● **What you have to do**
When you reach the line with "update_bytes(state, k.as_str().as_bytes());" in the data below, begin printing lines exactly, and stop once the line with "pub trait ContextResolver: Send" has been printed.

● **Provided entries**
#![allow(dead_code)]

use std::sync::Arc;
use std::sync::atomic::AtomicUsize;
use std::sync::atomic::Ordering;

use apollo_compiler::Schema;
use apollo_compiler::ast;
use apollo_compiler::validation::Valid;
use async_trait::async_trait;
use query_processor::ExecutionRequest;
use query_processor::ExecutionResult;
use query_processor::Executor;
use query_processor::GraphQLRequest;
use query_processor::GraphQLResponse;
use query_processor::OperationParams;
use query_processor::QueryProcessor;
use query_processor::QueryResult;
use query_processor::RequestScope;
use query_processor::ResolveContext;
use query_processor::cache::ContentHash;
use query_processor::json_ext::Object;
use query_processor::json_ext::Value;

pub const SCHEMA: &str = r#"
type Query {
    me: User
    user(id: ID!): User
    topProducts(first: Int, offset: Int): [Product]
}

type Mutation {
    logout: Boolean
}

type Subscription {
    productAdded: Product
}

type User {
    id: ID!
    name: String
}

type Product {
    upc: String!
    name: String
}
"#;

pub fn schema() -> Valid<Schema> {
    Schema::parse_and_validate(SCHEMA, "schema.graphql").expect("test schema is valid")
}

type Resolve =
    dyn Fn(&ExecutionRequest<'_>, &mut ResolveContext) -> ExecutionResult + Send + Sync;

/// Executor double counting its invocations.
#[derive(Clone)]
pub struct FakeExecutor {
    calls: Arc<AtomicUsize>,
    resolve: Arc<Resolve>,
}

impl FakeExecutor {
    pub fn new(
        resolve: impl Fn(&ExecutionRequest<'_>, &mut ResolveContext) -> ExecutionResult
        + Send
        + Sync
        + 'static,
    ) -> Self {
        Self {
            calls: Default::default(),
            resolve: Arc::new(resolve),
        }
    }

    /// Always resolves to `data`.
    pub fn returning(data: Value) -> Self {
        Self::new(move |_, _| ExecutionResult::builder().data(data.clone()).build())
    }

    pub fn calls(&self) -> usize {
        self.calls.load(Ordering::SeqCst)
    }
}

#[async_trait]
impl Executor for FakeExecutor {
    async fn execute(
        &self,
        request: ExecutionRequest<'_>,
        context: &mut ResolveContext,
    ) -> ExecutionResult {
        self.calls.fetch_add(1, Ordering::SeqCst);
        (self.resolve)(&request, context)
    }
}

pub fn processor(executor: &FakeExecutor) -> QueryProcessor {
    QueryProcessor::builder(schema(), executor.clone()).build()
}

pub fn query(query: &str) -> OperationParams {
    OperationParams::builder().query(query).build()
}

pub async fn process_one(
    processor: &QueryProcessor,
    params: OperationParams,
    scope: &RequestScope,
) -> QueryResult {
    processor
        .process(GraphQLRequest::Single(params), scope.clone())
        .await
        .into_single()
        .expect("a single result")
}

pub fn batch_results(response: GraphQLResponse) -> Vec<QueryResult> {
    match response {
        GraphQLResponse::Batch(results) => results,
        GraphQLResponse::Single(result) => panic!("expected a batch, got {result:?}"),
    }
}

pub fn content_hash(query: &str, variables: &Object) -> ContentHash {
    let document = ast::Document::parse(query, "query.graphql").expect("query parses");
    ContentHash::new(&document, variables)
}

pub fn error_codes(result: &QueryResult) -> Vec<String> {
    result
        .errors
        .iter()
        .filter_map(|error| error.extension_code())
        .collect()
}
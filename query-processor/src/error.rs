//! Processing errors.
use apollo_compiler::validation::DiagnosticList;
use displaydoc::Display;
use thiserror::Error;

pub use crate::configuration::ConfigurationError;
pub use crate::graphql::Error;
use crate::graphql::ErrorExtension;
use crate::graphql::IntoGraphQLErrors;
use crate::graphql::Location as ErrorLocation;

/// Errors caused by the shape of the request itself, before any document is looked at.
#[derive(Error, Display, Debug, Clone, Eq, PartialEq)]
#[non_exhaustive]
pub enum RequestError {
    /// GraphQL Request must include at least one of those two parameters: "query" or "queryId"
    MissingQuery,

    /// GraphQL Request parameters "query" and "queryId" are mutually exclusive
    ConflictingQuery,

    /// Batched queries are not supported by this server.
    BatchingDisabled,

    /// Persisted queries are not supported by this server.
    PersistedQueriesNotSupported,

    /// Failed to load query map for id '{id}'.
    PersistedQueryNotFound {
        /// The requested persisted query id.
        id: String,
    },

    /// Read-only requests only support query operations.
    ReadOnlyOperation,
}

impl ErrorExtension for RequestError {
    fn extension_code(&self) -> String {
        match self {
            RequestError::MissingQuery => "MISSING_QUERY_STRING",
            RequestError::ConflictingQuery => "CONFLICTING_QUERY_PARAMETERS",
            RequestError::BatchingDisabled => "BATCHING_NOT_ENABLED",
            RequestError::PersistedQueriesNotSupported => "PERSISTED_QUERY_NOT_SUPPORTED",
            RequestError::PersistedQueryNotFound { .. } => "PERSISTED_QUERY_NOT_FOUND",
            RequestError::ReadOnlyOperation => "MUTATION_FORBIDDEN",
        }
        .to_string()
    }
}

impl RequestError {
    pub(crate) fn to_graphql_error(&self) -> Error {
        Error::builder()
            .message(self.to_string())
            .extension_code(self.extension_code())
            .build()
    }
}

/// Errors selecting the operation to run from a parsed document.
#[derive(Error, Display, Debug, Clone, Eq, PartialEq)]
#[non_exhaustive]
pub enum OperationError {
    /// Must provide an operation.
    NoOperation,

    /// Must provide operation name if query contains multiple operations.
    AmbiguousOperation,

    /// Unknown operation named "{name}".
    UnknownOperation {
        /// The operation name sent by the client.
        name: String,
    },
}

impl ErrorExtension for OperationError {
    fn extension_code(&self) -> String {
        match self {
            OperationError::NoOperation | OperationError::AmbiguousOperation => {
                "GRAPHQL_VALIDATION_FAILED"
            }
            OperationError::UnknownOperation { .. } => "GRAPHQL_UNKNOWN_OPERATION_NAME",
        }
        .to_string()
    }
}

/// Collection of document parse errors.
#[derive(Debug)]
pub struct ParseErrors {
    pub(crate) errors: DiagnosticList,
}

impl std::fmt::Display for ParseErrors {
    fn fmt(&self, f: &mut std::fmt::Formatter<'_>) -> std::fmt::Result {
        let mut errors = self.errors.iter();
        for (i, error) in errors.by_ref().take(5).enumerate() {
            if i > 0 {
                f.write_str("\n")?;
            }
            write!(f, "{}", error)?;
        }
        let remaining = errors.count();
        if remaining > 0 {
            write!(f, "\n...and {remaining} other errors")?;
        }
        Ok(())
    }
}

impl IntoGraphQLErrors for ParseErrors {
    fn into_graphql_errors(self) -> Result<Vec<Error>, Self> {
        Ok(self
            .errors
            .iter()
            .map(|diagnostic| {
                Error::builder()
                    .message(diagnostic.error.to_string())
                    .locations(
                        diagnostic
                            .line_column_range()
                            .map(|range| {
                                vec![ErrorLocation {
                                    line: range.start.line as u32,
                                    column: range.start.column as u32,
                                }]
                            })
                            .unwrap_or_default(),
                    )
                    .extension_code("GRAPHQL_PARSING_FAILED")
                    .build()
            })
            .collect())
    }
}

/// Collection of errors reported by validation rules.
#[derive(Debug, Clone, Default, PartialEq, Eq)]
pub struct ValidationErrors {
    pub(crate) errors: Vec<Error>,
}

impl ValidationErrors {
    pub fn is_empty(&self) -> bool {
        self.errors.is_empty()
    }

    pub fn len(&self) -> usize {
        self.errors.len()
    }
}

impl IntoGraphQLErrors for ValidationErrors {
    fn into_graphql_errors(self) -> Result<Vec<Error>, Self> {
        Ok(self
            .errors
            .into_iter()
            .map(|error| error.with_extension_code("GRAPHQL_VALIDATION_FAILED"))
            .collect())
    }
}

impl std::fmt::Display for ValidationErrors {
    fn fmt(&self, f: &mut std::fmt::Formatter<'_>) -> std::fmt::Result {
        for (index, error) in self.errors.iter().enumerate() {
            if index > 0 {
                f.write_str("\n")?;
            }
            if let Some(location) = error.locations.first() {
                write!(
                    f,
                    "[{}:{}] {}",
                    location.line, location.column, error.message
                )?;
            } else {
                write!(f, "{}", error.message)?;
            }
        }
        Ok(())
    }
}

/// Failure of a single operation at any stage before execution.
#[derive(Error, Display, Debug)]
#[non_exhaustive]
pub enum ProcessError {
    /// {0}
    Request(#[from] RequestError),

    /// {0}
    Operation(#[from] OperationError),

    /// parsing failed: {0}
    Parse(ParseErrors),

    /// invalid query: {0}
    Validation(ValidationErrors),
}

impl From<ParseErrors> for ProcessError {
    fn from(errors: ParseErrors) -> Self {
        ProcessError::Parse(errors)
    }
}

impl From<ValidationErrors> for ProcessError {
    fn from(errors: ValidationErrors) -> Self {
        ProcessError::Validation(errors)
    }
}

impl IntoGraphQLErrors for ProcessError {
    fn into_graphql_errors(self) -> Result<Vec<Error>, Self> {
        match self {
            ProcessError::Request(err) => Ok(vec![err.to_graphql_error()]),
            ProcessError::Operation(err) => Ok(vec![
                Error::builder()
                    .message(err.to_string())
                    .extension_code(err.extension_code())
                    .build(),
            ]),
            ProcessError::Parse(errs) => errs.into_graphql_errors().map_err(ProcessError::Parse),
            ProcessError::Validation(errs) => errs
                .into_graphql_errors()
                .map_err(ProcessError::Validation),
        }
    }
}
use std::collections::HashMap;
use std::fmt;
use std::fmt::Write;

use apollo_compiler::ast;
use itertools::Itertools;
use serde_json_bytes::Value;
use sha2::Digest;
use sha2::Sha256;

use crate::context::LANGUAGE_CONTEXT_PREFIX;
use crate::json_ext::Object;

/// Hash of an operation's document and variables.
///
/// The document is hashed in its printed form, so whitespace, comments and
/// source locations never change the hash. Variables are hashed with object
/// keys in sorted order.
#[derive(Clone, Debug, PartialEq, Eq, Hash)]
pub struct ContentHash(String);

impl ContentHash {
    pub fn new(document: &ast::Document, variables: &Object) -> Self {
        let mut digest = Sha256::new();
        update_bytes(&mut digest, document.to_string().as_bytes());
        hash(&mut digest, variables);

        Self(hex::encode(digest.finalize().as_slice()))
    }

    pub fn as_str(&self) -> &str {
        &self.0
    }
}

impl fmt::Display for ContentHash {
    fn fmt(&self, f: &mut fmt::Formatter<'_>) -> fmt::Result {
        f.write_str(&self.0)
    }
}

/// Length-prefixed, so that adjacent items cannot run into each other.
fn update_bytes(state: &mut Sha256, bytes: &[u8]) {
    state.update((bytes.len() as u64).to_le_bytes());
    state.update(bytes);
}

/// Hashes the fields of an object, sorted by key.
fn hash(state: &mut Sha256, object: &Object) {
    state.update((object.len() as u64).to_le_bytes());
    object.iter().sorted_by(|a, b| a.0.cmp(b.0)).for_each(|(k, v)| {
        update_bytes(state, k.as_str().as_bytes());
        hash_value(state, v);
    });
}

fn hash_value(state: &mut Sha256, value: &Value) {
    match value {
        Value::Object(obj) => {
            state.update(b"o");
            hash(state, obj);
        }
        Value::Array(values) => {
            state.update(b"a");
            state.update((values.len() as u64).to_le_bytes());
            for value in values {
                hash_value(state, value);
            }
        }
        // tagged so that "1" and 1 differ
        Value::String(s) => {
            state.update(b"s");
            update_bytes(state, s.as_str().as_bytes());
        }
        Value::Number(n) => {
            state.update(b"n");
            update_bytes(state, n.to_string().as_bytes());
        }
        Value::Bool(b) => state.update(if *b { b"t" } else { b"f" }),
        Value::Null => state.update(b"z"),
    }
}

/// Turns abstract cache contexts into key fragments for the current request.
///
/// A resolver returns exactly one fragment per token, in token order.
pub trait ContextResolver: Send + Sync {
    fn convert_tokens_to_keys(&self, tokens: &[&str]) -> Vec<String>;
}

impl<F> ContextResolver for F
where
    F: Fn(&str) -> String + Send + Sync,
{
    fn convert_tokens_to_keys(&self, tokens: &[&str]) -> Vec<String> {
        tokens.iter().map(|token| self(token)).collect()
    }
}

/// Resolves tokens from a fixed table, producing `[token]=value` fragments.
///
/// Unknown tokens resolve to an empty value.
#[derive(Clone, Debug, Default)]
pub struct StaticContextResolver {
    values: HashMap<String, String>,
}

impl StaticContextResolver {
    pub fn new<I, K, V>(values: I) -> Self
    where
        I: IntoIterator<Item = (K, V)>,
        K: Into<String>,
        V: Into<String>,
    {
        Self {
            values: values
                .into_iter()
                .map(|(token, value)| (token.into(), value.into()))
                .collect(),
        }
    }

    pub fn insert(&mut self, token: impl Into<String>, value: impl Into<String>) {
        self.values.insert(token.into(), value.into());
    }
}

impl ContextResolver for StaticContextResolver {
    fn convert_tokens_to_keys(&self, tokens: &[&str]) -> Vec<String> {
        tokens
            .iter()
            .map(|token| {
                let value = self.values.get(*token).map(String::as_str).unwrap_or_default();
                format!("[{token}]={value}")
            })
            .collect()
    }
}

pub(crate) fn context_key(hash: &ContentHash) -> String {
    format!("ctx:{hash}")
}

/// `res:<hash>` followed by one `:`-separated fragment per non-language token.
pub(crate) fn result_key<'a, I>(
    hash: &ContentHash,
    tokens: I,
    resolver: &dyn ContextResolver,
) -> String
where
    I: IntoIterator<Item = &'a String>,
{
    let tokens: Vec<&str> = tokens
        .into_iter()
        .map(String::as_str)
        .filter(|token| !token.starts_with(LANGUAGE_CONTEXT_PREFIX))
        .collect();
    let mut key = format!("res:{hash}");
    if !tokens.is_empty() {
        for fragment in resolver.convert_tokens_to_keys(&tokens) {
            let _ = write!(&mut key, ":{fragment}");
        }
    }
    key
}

● **Result of the task**
        update_bytes(state, k.as_str().as_bytes());
        hash_value(state, v);
    });
}

fn hash_value(state: &mut Sha256, value: &Value) {
    match value {
        Value::Object(obj) => {
            state.update(b"o");
            hash(state, obj);
        }
        Value::Array(values) => {
            state.update(b"a");
            state.update((values.len() as u64).to_le_bytes());
            for value in values {
                hash_value(state, value);
            }
        }
        // tagged so that "1" and 1 differ
        Value::String(s) => {
            state.update(b"s");
            update_bytes(state, s.as_str().as_bytes());
        }
        Value::Number(n) => {
            state.update(b"n");
            update_bytes(state, n.to_string().as_bytes());
        }
        Value::Bool(b) => state.update(if *b { b"t" } else { b"f" }),
        Value::Null => state.update(b"z"),
    }
}

/// Turns abstract cache contexts into key fragments for the current request.
///
/// A resolver returns exactly one fragment per token, in token order.
pub trait ContextResolver: Send + Sync {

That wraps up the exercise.